L’extrait publié ci-dessous est à découvrir
– en intégralité –
dans l’ouvrage précité (Editions l’Epitoge).
Xavier Latour
Professeur de droit public, Université Côte d’Azur, Cerdacff
Doyen de la Faculté de droit et science politique
Secrétaire général de l’Association française de droit de la sécurité et de la défense
En donnant un sérieux coup d’accélérateur à la décentralisation, le ministre de l’Intérieur, Gaston Defferre, ne pensait sans doute pas à modifier en priorité la façon de gérer les questions de sécurité intérieure. Pourtant, depuis quarante ans, la répartition des compétences entre l’État et les collectivités territoriales a connu, en droit et en fait, des évolutions significatives. Contemporain des lois de décentralisation, le rapport Bonnemaison[1] (1983), du nom du président de la commission des maires, avait posé les bases de ce mouvement. Il défendait, notamment, l’idée d’une coopération accrue entre l’État et les communes afin de mieux lutter contre la délinquance. Cette conception peut surprendre dans un État unitaire, marqué par une tradition jacobine, surtout en ce qui concerne l’exercice d’une compétence régalienne. Pourtant, l’État a besoin de se réformer en permanence. Il n’est pas figé, et réfléchit à la coordination de ces trois niveaux, central, déconcentré et décentralisé. Cela vaut aussi pour la sécurité telle au sens de l’article L. 111-1 du Code de la sécurité intérieure (Csi), bien qu’elle soit confiée avant tout à l’État. Mais, pas plus que l’État, la manière de piloter la sécurité n’est monolithique.

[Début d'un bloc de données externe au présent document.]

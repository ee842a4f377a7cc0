//! Every gameplay constant, fixed at compile time.
//!
//! Positions and sizes are logical pixels on a 480x600 playfield; the
//! display layer scales them to whatever terminal it is given.

/// Playfield width in logical pixels.
pub const WIDTH: f32 = 480.0;
/// Playfield height in logical pixels.
pub const HEIGHT: f32 = 600.0;
/// Horizontal padding the cannon may never cross on either side.
pub const PADDING: f32 = 40.0;

pub const CANNON_SPEED: f32 = 13.0;
/// Minimum milliseconds between shots.
pub const CANNON_FIRING_INTERVAL_MS: u64 = 50;
pub const CANNON_WIDTH: f32 = 48.0;
pub const CANNON_HEIGHT: f32 = 32.0;

pub const BULLET_SPEED: f32 = 30.0;
pub const BULLET_WIDTH: f32 = 4.0;
pub const BULLET_HEIGHT: f32 = 16.0;

/// Unsigned horizontal displacement at which an alien reverses direction.
pub const ALIEN_MAX_MOVEMENT: f32 = 20.0;
pub const ALIEN_X_SPEED: f32 = 0.5;
/// Vertical step taken on each direction flip.
pub const ALIEN_Y_SPEED: f32 = 2.0;
pub const ALIEN_LIVES: u32 = 1;
pub const ALIEN_WIDTH: f32 = 48.0;
pub const ALIEN_HEIGHT: f32 = 32.0;

pub const LEFTMOST_ALIEN_X: f32 = 60.0;
pub const TOP_ALIEN_Y: f32 = 40.0;
pub const ALIEN_ROWS: usize = 13;
pub const ALIENS_PER_ROW: usize = 7;
pub const ALIEN_X_DISTANCE: f32 = 60.0;
pub const ALIEN_Y_DISTANCE: f32 = 40.0;

pub const ALIEN_KILL_SCORE: u32 = 100;
/// Frames between the two alien animation costumes.
pub const ALIEN_COSTUME_INTERVAL: u32 = 20;

/// Frames an explosion stays on screen before it expires.
pub const EXPLOSION_TICK_LIMIT: u32 = 15;
pub const EXPLOSION_WIDTH: f32 = 48.0;
pub const EXPLOSION_HEIGHT: f32 = 32.0;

En particulier en matière de prévention de la délinquance du quotidien, les administrés attendent d’exercer leurs libertés sans crainte. Ils rappellent à l’État ses responsabilités, sans nécessairement faire la distinction entre les différentes strates. Ils se tournent vers la puissance publique qu’elle relève de l’État central ou des collectivités territoriales qui incarnent aussi à leurs yeux l’autorité. Les institutions nationales insistent régulièrement sur la prééminence de l’État souverain et détenteur du monopole de la contrainte. Néanmoins, la coproduction de sécurité, ou le continuum, sont une solide ligne directrice[2]. La lutte contre la délinquance suppose une diversité d’intervenants, tous très impliqués, même de manière différente[3]. Lorsqu’elles en ont les moyens et la volonté politique, les collectivités, tout particulièrement communales, agissent en matière de sécurité.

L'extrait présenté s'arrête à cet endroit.